Stories frame what is possible. Words frame our realities. In impact journalism, it is crucial for the field to converge somehow in defining concepts and using terms which make new ideas and solutions intelligible to all audiences — not just the initiated or the impact-curious populating its mailing lists.

Which motivations are shared? Which themes must be covered? How to decide? Who does decide? Is there a North Star specific to impact journalism and can it act as a key differentiator in an increasingly polarized landscape?

Lead or Follow?

As news outlets continue to disappear or be absorbed by larger organizations or private equity firms, there is pressure to conform, to regurgitate comfortable storylines, to cater to audiences who might more readily pay the bills. But isn’t there a greater opportunity here to offer what we know Gen Z (and others) are hungry for: rigorous, unbiased reporting on climate, social justice, financial inclusion, all the cultural trends and mores influencing our realities? Is there room for solutions and hope, instead of manufactured anger, outrage, and fear-fuelled paralysis?

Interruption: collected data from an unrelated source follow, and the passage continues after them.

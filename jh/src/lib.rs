//! JobHistory - SQLite-backed ELT job run history
//!
//! Records every run of a named job (start, success, failure) and answers
//! the one question the DAG generator cares about: has this job ever
//! completed successfully, and when was the last time?
//!
//! # Architecture
//!
//! ```text
//! .airlift/
//! └── airlift.db          # single SQLite file
//!     └── runs            # one row per run: run_id, job_id, state,
//!                         # started_at, ended_at, error
//! ```
//!
//! # Example
//!
//! ```ignore
//! use jobhistory::JobHistory;
//!
//! let history = JobHistory::open(".airlift/airlift.db")?;
//! let run = history.start_run("tap-gitlab-to-jsonl")?;
//! history.complete_run(&run.run_id)?;
//! let last = history.latest_success("tap-gitlab-to-jsonl")?;
//! ```

pub mod cli;
pub mod config;
mod history;

pub use history::{JobHistory, JobRun, RunState};

/// Default number of runs shown by listing commands
pub const DEFAULT_LIST_LIMIT: usize = 10;
//! CLI argument parsing for jobhistory

use clap::{Parser, Subcommand};
use std::path::PathBuf;

use crate::RunState;

#[derive(Parser, Debug)]
#[command(name = "jh")]
#[command(author, version, about = "Inspect and mark ELT job run history", long_about = None)]
pub struct Cli {
    /// Path to config file
    #[arg(short, long)]
    pub config: Option<PathBuf>,

    /// Path to the history database (overrides config)
    #[arg(short, long)]
    pub db: Option<PathBuf>,

    #[command(subcommand)]
    pub command: Command,
}

#[derive(Subcommand, Debug)]
pub enum Command {
    /// Show the most recent successful run of a job
    Latest {
        /// Job identifier (the schedule name)
        #[arg(required = true)]
        job_id: String,
    },

    /// List recent runs of a job, newest first
    List {
        /// Job identifier (the schedule name)
        #[arg(required = true)]
        job_id: String,

        /// Maximum runs to show
        #[arg(short, long, default_value_t = crate::DEFAULT_LIST_LIMIT)]
        limit: usize,
    },

    /// Record a finished run for a job (bootstrap manual runs)
    Mark {
        /// Job identifier (the schedule name)
        #[arg(required = true)]
        job_id: String,

        /// Final state of the run
        #[arg(default_value = "success")]
        state: RunState,
    },
}

impl clap::ValueEnum for RunState {
    fn value_variants<'a>() -> &'a [Self] {
        &[Self::Running, Self::Success, Self::Failed]
    }

    fn to_possible_value(&self) -> Option<clap::builder::PossibleValue> {
        Some(clap::builder::PossibleValue::new(match self {
            Self::Running => "running",
            Self::Success => "success",
            Self::Failed => "failed",
        }))
    }
}
//! Login form built on the reusable form binding

use super::forms::{
    with_char, without_last_char, FormBinding, FormError, FormField, FormValues, SubmitEvent,
};

/// Callback run with the submitted login values
pub type SubmitHandler = Box<dyn FnMut(FormValues) + Send>;

const LOGIN_FIELDS: [FormField; 2] = [
    FormField::text("username", "Username"),
    FormField::masked("password", "Password"),
];

/// Text shown when the login form is submitted
pub fn login_summary(values: &FormValues) -> String {
    format!(
        "Username: {}, Password: {}",
        values.get("username").unwrap_or_default(),
        values.get("password").unwrap_or_default()
    )
}

pub struct LoginForm {
    binding: FormBinding<SubmitHandler>,
    active_field_index: usize,
}

impl LoginForm {
    pub fn new(on_submit: SubmitHandler) -> Self {
        let initial: FormValues = LOGIN_FIELDS.iter().map(|f| (f.name, "")).collect();
        Self {
            binding: FormBinding::new(initial, on_submit),
            active_field_index: 0,
        }
    }

    pub fn fields(&self) -> &'static [FormField] {
        &LOGIN_FIELDS
    }

    pub fn binding(&self) -> &FormBinding<SubmitHandler> {
        &self.binding
    }

    pub fn active_field_index(&self) -> usize {
        self.active_field_index
    }

    pub fn next_field(&mut self) {
        self.active_field_index = (self.active_field_index + 1) % LOGIN_FIELDS.len();
    }

    pub fn prev_field(&mut self) {
        if self.active_field_index == 0 {
            self.active_field_index = LOGIN_FIELDS.len() - 1;
        } else {
            self.active_field_index -= 1;
        }
    }

    pub fn push_char(&mut self, c: char) -> Result<(), FormError> {
        let name = LOGIN_FIELDS[self.active_field_index].name;
        let next = with_char(self.binding.value(name).unwrap_or_default(), c);
        self.binding.handle_change(name, next)
    }

    pub fn pop_char(&mut self) -> Result<(), FormError> {
        let name = LOGIN_FIELDS[self.active_field_index].name;
        let next = without_last_char(self.binding.value(name).unwrap_or_default());
        self.binding.handle_change(name, next)
    }

    pub fn submit(&mut self) -> SubmitEvent {
        let mut event = SubmitEvent::new();
        self.binding.handle_submit(&mut event);
        event
    }
}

David Bornstein, Founder of Solutions Journalism thinks so:

“We need to rebalance the way we cover the future of business, and the future of economic activity and capitalism. Where are the ideas coming from? What are the ideas that are being born in the world today and help us understand what the future of economic activity is both from an environmental sustainability lens, but also from a human well-being, and a planetary well-being, and interconnected lens?”

Who gets to tell the stories?

This interconnectedness calls for greater inclusion and diversity. As she welcomed the cohort to the summit, Melanie Audette, senior Vice President at Mission Investors Exchange, set the tone: “We’re counting on you. And what we want is to have resources for you so that you can continue to do the good work that you’re doing. And, also, to tell us who is missing from the conversation.”

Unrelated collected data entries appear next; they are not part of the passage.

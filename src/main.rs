//! State Showcase - six UI state-management patterns on one terminal page
//!
//! A Ratatui-based page composed of a counter, a fetched users table, a
//! theme toggle, a reducer form, a memoized calculation and a login form
//! built on a reusable form binding.

mod app;
mod config;
mod state;
mod ui;
mod users;

use anyhow::Result;
use app::App;
use config::ShowcaseConfig;
use crossterm::{
    event::{self, Event, KeyEventKind},
    execute,
    terminal::{disable_raw_mode, enable_raw_mode, EnterAlternateScreen, LeaveAlternateScreen},
};
use ratatui::{backend::CrosstermBackend, Terminal};
use std::fs::{self, File, OpenOptions};
use std::io;
use std::sync::{Arc, Mutex};
use tracing_subscriber::{fmt, layer::SubscriberExt, util::SubscriberInitExt, EnvFilter};
use users::HttpUserSource;

#[tokio::main]
async fn main() -> Result<()> {
    let config = ShowcaseConfig::load()?;

    // Initialize logging
    init_logging(&config);

    let users_source = Arc::new(HttpUserSource::new(config.users_endpoint())?);
    tracing::info!(
        "Starting state-showcase, users endpoint: {}",
        users_source.endpoint()
    );

    // Restore the terminal before a panic message is printed
    let original_hook = std::panic::take_hook();
    std::panic::set_hook(Box::new(move |info| {
        let _ = restore_terminal();
        original_hook(info);
    }));

    // Setup terminal
    enable_raw_mode()?;
    let mut stdout = io::stdout();
    execute!(stdout, EnterAlternateScreen)?;
    let backend = CrosstermBackend::new(stdout);
    let mut terminal = Terminal::new(backend)?;

    // Create app and run
    let mut app = App::new(users_source);
    let result = run_app(&mut terminal, &mut app, &config);

    // Restore terminal
    restore_terminal()?;
    terminal.show_cursor()?;

    // Handle any errors
    if let Err(err) = result {
        tracing::error!("Exiting with error: {err:?}");
        eprintln!("Error: {err:?}");
        std::process::exit(1);
    }

    Ok(())
}

/// Send tracing output to the log file; the terminal belongs to the UI
fn init_logging(config: &ShowcaseConfig) {
    let filter = EnvFilter::try_from_default_env()
        .unwrap_or_else(|_| EnvFilter::new(config.log_filter()));
    let registry = tracing_subscriber::registry().with(filter);

    match open_log_file() {
        Some(file) => registry
            .with(fmt::layer().with_ansi(false).with_writer(Mutex::new(file)))
            .init(),
        None => registry.with(fmt::layer().with_writer(io::sink)).init(),
    }
}

fn open_log_file() -> Option<File> {
    let path = ShowcaseConfig::log_path()?;
    if let Some(parent) = path.parent() {
        fs::create_dir_all(parent).ok()?;
    }
    OpenOptions::new().create(true).append(true).open(path).ok()
}

fn restore_terminal() -> Result<()> {
    disable_raw_mode()?;
    execute!(io::stdout(), LeaveAlternateScreen)?;
    Ok(())
}

fn run_app<B: ratatui::backend::Backend>(
    terminal: &mut Terminal<B>,
    app: &mut App,
    config: &ShowcaseConfig,
) -> Result<()> {
    let tick_rate = config.tick_rate();
    app.activate();

    loop {
        app.tick();

        // Draw the UI
        terminal.draw(|frame| ui::draw(frame, app))?;

        // Handle crossterm events
        if event::poll(tick_rate)? {
            if let Event::Key(key) = event::read()? {
                if key.kind == KeyEventKind::Press {
                    app.handle_key(key)?;
                }
            }
        }

        // Check if app wants to quit
        if app.should_quit() {
            return Ok(());
        }
    }
}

Even at this carefully curated convening, several participants remarked that some voices were underrepresented or absent, that the map of the current landscape in impact journalism is incomplete. As a result, it is essential to devote resources and energy to cast a wider net for collaborations, to seek out unexpected allies, and to observe not only where stories are being told, but where they are not. In a world where the loudest voices often control the dominant narrative, there is an urgency to offer alternatives.

Mapping the Landscape

A recent Atlantic article dissects social media’s rapid demise and notes the insidious evolution that led to social networks becoming social media — from spaces designed for connection to free-for-all distribution channels for unedited content, strewn about by self-proclaimed influencers living for the applause.

This is changing but what is it changing into? In this yet-to-be-determined future of communication, there is room for new stories to be told.

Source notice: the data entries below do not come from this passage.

//! Users endpoint access for the fetch panel

mod client;
mod traits;

pub use client::{HttpUserSource, DEFAULT_ENDPOINT};
pub use traits::{FetchError, User, UserSource};

#[cfg(test)]
pub use traits::MockUserSource;
//! Memo panel

use super::components::field_line;
use super::theme::Palette;
use crate::state::{MemoExample, MemoField, Panel};
use ratatui::{layout::Rect, text::Line, widgets::Paragraph, Frame};

pub fn draw(frame: &mut Frame, area: Rect, memo: &MemoExample, is_focused: bool, palette: &Palette) {
    let lines = vec![
        field_line(
            "Number",
            &memo.number().to_string(),
            is_focused && memo.active_field == MemoField::Number,
            palette,
        ),
        field_line(
            "Text",
            memo.text(),
            is_focused && memo.active_field == MemoField::Text,
            palette,
        ),
        Line::default(),
        Line::styled(format!("Result: {}", memo.calculation()), palette.title()),
        Line::styled(
            format!("(computed {} times)", memo.computations()),
            palette.muted(),
        ),
    ];

    let block = palette.panel_block(Panel::Memo.title(), is_focused);
    frame.render_widget(Paragraph::new(lines).block(block), area);
}
//! Reducer-driven profile form

use std::sync::Arc;

/// Name and email record edited by the reducer form
#[derive(Debug, Clone, Default, PartialEq, Eq)]
pub struct ProfileForm {
    pub name: String,
    pub email: String,
}

/// Transitions accepted by [`reduce`]
#[derive(Debug, Clone, PartialEq, Eq)]
pub enum ProfileAction {
    SetName(String),
    SetEmail(String),
    Reset,
}

/// Compute the next state. The input is never modified.
pub fn reduce(state: &ProfileForm, action: ProfileAction) -> ProfileForm {
    match action {
        ProfileAction::SetName(name) => ProfileForm {
            name,
            ..state.clone()
        },
        ProfileAction::SetEmail(email) => ProfileForm {
            email,
            ..state.clone()
        },
        ProfileAction::Reset => ProfileForm::default(),
    }
}

/// Owns the current [`ProfileForm`] and swaps it on every dispatch
#[derive(Debug, Clone, Default)]
pub struct ProfileStore {
    state: Arc<ProfileForm>,
}

impl ProfileStore {
    pub fn new() -> Self {
        Self::default()
    }

    pub fn state(&self) -> Arc<ProfileForm> {
        Arc::clone(&self.state)
    }

    pub fn dispatch(&mut self, action: ProfileAction) {
        self.state = Arc::new(reduce(&self.state, action));
    }

    /// Text shown when the form is submitted
    pub fn summary(&self) -> String {
        format!("Name: {}, Email: {}", self.state.name, self.state.email)
    }
}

Laurie Lane-Zucker, founder of Impact Entrepreneur Magazine and initiator of the IJS, knows the real work is just beginning: “We are busy organizing follow-up conversations with participants of the Summit, in order to distill further the key issues from our discussion and to formulate an action plan. Our hope is that early in the New Year we will have developed that action plan.”

“Storytellers are a threat,” Nigerian novelist, poet, and essayist Chinua Achebe once offered, “They threaten all champions of control, they frighten usurpers of the right-to-freedom of the human spirit — in state, in church or mosque, in party congress, in the university or wherever.”

And so it is pressing and necessary, perhaps now more than ever, to elevate voices which have been silenced, and to unearth and explain the myriad solutions that already address society’s thorniest problems. Through these values-driven efforts, impact journalism can scale its relevance and accessibility, whilst still maintaining its rigor and integrity.